## Exercise objective
In this exercise, every entry is to be copied exactly.
Input data START
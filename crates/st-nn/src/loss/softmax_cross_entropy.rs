// SPDX-License-Identifier: AGPL-3.0-or-later
// © 2025 Ryo ∴ SpiralArchitect (kishkavsesvit@icloud.com)
// Part of SpiralTorch — Licensed under AGPL-3.0-or-later.
// Unauthorized derivative works or closed redistribution prohibited under AGPL §13.

use super::Loss;
use crate::{PureResult, Tensor};
use st_tensor::TensorError;

/// Cross entropy over raw logits, averaged across the batch.
///
/// The softmax is folded in and evaluated with a max shift so large logits do
/// not overflow. Targets are either class indices ([`Self::forward_classes`])
/// or a one-hot / probability tensor through the [`Loss`] impl.
#[derive(Debug, Clone, Copy, Default)]
pub struct SoftmaxCrossEntropy;

fn log_softmax_row(row: &[f32], out: &mut Vec<f32>) {
    let max = row.iter().copied().fold(f32::NEG_INFINITY, f32::max);
    let log_sum = row.iter().map(|v| (v - max).exp()).sum::<f32>().ln() + max;
    out.extend(row.iter().map(|v| v - log_sum));
}

impl SoftmaxCrossEntropy {
    pub fn new() -> Self {
        Self
    }

    /// Row-wise log-softmax of `logits`.
    pub fn log_softmax(logits: &Tensor) -> PureResult<Tensor> {
        let mut out = Vec::with_capacity(logits.len());
        for row in logits.data().chunks(logits.cols()) {
            log_softmax_row(row, &mut out);
        }
        Tensor::from_vec(logits.rows(), logits.cols(), out)
    }

    fn guard_classes(logits: &Tensor, classes: &[usize]) -> PureResult<()> {
        if classes.len() != logits.rows() {
            return Err(TensorError::DataLength {
                expected: logits.rows(),
                got: classes.len(),
            });
        }
        if let Some(&bad) = classes.iter().find(|&&c| c >= logits.cols()) {
            return Err(TensorError::IndexOutOfBounds {
                label: "target_class",
                index: bad,
                len: logits.cols(),
            });
        }
        Ok(())
    }

    /// Mean negative log-likelihood of `classes` (0-indexed) under `logits`.
    pub fn forward_classes(&self, logits: &Tensor, classes: &[usize]) -> PureResult<f32> {
        Self::guard_classes(logits, classes)?;
        let log_probs = Self::log_softmax(logits)?;
        let total: f32 = classes
            .iter()
            .enumerate()
            .map(|(row, &class)| -log_probs.data()[row * logits.cols() + class])
            .sum();
        Ok(total / logits.rows() as f32)
    }

    /// Gradient of [`Self::forward_classes`]: `(softmax - onehot) / batch`.
    pub fn backward_classes(&self, logits: &Tensor, classes: &[usize]) -> PureResult<Tensor> {
        Self::guard_classes(logits, classes)?;
        let cols = logits.cols();
        let inv_batch = 1.0 / logits.rows() as f32;
        let mut grad = Self::log_softmax(logits)?.map(|v| v.exp() * inv_batch);
        for (row, &class) in classes.iter().enumerate() {
            grad.data_mut()[row * cols + class] -= inv_batch;
        }
        Ok(grad)
    }
}

impl Loss for SoftmaxCrossEntropy {
    fn forward(&mut self, prediction: &Tensor, target: &Tensor) -> PureResult<Tensor> {
        if prediction.shape() != target.shape() {
            return Err(TensorError::ShapeMismatch {
                left: prediction.shape(),
                right: target.shape(),
            });
        }
        let log_probs = Self::log_softmax(prediction)?;
        let sum: f32 = log_probs
            .data()
            .iter()
            .zip(target.data().iter())
            .map(|(lp, t)| -t * lp)
            .sum();
        Tensor::from_vec(1, 1, vec![sum / prediction.rows() as f32])
    }

    fn backward(&mut self, prediction: &Tensor, target: &Tensor) -> PureResult<Tensor> {
        if prediction.shape() != target.shape() {
            return Err(TensorError::ShapeMismatch {
                left: prediction.shape(),
                right: target.shape(),
            });
        }
        let inv_batch = 1.0 / prediction.rows() as f32;
        let probs = Self::log_softmax(prediction)?.map(f32::exp);
        probs.zip_map(target, |p, t| (p - t) * inv_batch)
    }
}

#[cfg(test)]
mod tests {
    use super::*;
    use approx::assert_abs_diff_eq;

    #[test]
    fn class_loss_matches_manual_log_softmax() {
        let loss = SoftmaxCrossEntropy::new();
        let logits = Tensor::from_vec(2, 3, vec![1.0, 2.0, 3.0, 0.0, 0.0, 0.0]).unwrap();
        let value = loss.forward_classes(&logits, &[2, 1]).unwrap();
        let denom = 1f32.exp() + 2f32.exp() + 3f32.exp();
        let expected = (-(3f32.exp() / denom).ln() + 3f32.ln()) / 2.0;
        assert_abs_diff_eq!(value, expected, epsilon = 1e-5);
    }

    #[test]
    fn large_logits_stay_finite() {
        let loss = SoftmaxCrossEntropy::new();
        let logits = Tensor::from_vec(1, 2, vec![1000.0, 0.0]).unwrap();
        let value = loss.forward_classes(&logits, &[1]).unwrap();
        assert_abs_diff_eq!(value, 1000.0, epsilon = 1e-2);
        let grad = loss.backward_classes(&logits, &[1]).unwrap();
        assert!(grad.is_finite());
        assert_abs_diff_eq!(grad.data()[0], 1.0, epsilon = 1e-6);
        assert_abs_diff_eq!(grad.data()[1], -1.0, epsilon = 1e-6);
    }

    #[test]
    fn gradient_rows_sum_to_zero_and_one_hot_path_agrees() {
        let mut loss = SoftmaxCrossEntropy::new();
        let logits = Tensor::from_vec(2, 3, vec![0.3, -1.2, 0.8, 2.0, 0.1, -0.4]).unwrap();
        let grad = loss.backward_classes(&logits, &[0, 2]).unwrap();
        for sum in grad.sum_axis1() {
            assert_abs_diff_eq!(sum, 0.0, epsilon = 1e-6);
        }
        let one_hot = Tensor::from_vec(2, 3, vec![1.0, 0.0, 0.0, 0.0, 0.0, 1.0]).unwrap();
        let dense = loss.backward(&logits, &one_hot).unwrap();
        for (a, b) in grad.data().iter().zip(dense.data().iter()) {
            assert_abs_diff_eq!(a, b, epsilon = 1e-6);
        }
        let value = loss.forward(&logits, &one_hot).unwrap();
        assert_abs_diff_eq!(
            value.data()[0],
            loss.forward_classes(&logits, &[0, 2]).unwrap(),
            epsilon = 1e-6
        );
    }

    #[test]
    fn out_of_range_class_is_reported() {
        let loss = SoftmaxCrossEntropy::new();
        let logits = Tensor::zeros(1, 3).unwrap();
        assert_eq!(
            loss.forward_classes(&logits, &[3]),
            Err(TensorError::IndexOutOfBounds {
                label: "target_class",
                index: 3,
                len: 3
            })
        );
    }
}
Input data END
## Worked solution
filename crates/st-nn/src/loss/softmax_cross_entropy.rs
// SPDX-License-Identifier: AGPL-3.0-or-later
// © 2025 Ryo ∴ SpiralArchitect (kishkavsesvit@icloud.com)
// Part of SpiralTorch — Licensed under AGPL-3.0-or-later.
// Unauthorized derivative works or closed redistribution prohibited under AGPL §13.

use super::Loss;
use crate::{PureResult, Tensor};
use st_tensor::TensorError;

/// Cross entropy over raw logits, averaged across the batch.
///
/// The softmax is folded in and evaluated with a max shift so large logits do
/// not overflow. Targets are either class indices ([`Self::forward_classes`])
/// or a one-hot / probability tensor through the [`Loss`] impl.
#[derive(Debug, Clone, Copy, Default)]
pub struct SoftmaxCrossEntropy;

fn log_softmax_row(row: &[f32], out: &mut Vec<f32>) {
    let max = row.iter().copied().fold(f32::NEG_INFINITY, f32::max);
    let log_sum = row.iter().map(|v| (v - max).exp()).sum::<f32>().ln() + max;
    out.extend(row.iter().map(|v| v - log_sum));
}

impl SoftmaxCrossEntropy {
    pub fn new() -> Self {
        Self
    }

    /// Row-wise log-softmax of `logits`.
    pub fn log_softmax(logits: &Tensor) -> PureResult<Tensor> {
        let mut out = Vec::with_capacity(logits.len());
        for row in logits.data().chunks(logits.cols()) {
            log_softmax_row(row, &mut out);
        }
        Tensor::from_vec(logits.rows(), logits.cols(), out)
    }

    fn guard_classes(logits: &Tensor, classes: &[usize]) -> PureResult<()> {
        if classes.len() != logits.rows() {
            return Err(TensorError::DataLength {
                expected: logits.rows(),
                got: classes.len(),
            });
        }
        if let Some(&bad) = classes.iter().find(|&&c| c >= logits.cols()) {
            return Err(TensorError::IndexOutOfBounds {
                label: "target_class",
                index: bad,
                len: logits.cols(),
            });
        }
        Ok(())
    }

    /// Mean negative log-likelihood of `classes` (0-indexed) under `logits`.
    pub fn forward_classes(&self, logits: &Tensor, classes: &[usize]) -> PureResult<f32> {
        Self::guard_classes(logits, classes)?;
        let log_probs = Self::log_softmax(logits)?;
        let total: f32 = classes
            .iter()
            .enumerate()
            .map(|(row, &class)| -log_probs.data()[row * logits.cols() + class])
            .sum();
        Ok(total / logits.rows() as f32)
    }

    /// Gradient of [`Self::forward_classes`]: `(softmax - onehot) / batch`.
    pub fn backward_classes(&self, logits: &Tensor, classes: &[usize]) -> PureResult<Tensor> {
        Self::guard_classes(logits, classes)?;
        let cols = logits.cols();
        let inv_batch = 1.0 / logits.rows() as f32;
        let mut grad = Self::log_softmax(logits)?.map(|v| v.exp() * inv_batch);
        for (row, &class) in classes.iter().enumerate() {
            grad.data_mut()[row * cols + class] -= inv_batch;
        }
        Ok(grad)
    }
}

impl Loss for SoftmaxCrossEntropy {
    fn forward(&mut self, prediction: &Tensor, target: &Tensor) -> PureResult<Tensor> {
        if prediction.shape() != target.shape() {
            return Err(TensorError::ShapeMismatch {
                left: prediction.shape(),
                right: target.shape(),
            });
        }
        let log_probs = Self::log_softmax(prediction)?;
        let sum: f32 = log_probs
            .data()
            .iter()
            .zip(target.data().iter())
            .map(|(lp, t)| -t * lp)
            .sum();
        Tensor::from_vec(1, 1, vec![sum / prediction.rows() as f32])
    }

    fn backward(&mut self, prediction: &Tensor, target: &Tensor) -> PureResult<Tensor> {
        if prediction.shape() != target.shape() {
            return Err(TensorError::ShapeMismatch {
                left: prediction.shape(),
                right: target.shape(),
            });
        }
        let inv_batch = 1.0 / prediction.rows() as f32;
        let probs = Self::log_softmax(prediction)?.map(f32::exp);
        probs.zip_map(target, |p, t| (p - t) * inv_batch)
    }
}

#[cfg(test)]
mod tests {
    use super::*;
    use approx::assert_abs_diff_eq;

    #[test]
    fn class_loss_matches_manual_log_softmax() {
        let loss = SoftmaxCrossEntropy::new();
        let logits = Tensor::from_vec(2, 3, vec![1.0, 2.0, 3.0, 0.0, 0.0, 0.0]).unwrap();
        let value = loss.forward_classes(&logits, &[2, 1]).unwrap();
        let denom = 1f32.exp() + 2f32.exp() + 3f32.exp();
        let expected = (-(3f32.exp() / denom).ln() + 3f32.ln()) / 2.0;
        assert_abs_diff_eq!(value, expected, epsilon = 1e-5);
    }

    #[test]
    fn large_logits_stay_finite() {
        let loss = SoftmaxCrossEntropy::new();
        let logits = Tensor::from_vec(1, 2, vec![1000.0, 0.0]).unwrap();
        let value = loss.forward_classes(&logits, &[1]).unwrap();
        assert_abs_diff_eq!(value, 1000.0, epsilon = 1e-2);
        let grad = loss.backward_classes(&logits, &[1]).unwrap();
        assert!(grad.is_finite());
        assert_abs_diff_eq!(grad.data()[0], 1.0, epsilon = 1e-6);
        assert_abs_diff_eq!(grad.data()[1], -1.0, epsilon = 1e-6);
    }

    #[test]
    fn gradient_rows_sum_to_zero_and_one_hot_path_agrees() {
        let mut loss = SoftmaxCrossEntropy::new();
        let logits = Tensor::from_vec(2, 3, vec![0.3, -1.2, 0.8, 2.0, 0.1, -0.4]).unwrap();
        let grad = loss.backward_classes(&logits, &[0, 2]).unwrap();
        for sum in grad.sum_axis1() {
            assert_abs_diff_eq!(sum, 0.0, epsilon = 1e-6);
        }
        let one_hot = Tensor::from_vec(2, 3, vec![1.0, 0.0, 0.0, 0.0, 0.0, 1.0]).unwrap();
        let dense = loss.backward(&logits, &one_hot).unwrap();
        for (a, b) in grad.data().iter().zip(dense.data().iter()) {
            assert_abs_diff_eq!(a, b, epsilon = 1e-6);
        }
        let value = loss.forward(&logits, &one_hot).unwrap();
        assert_abs_diff_eq!(
            value.data()[0],
            loss.forward_classes(&logits, &[0, 2]).unwrap(),
            epsilon = 1e-6
        );
    }

    #[test]
    fn out_of_range_class_is_reported() {
        let loss = SoftmaxCrossEntropy::new();
        let logits = Tensor::zeros(1, 3).unwrap();
        assert_eq!(
            loss.forward_classes(&logits, &[3]),
            Err(TensorError::IndexOutOfBounds {
                label: "target_class",
                index: 3,
                len: 3
            })
        );
    }
}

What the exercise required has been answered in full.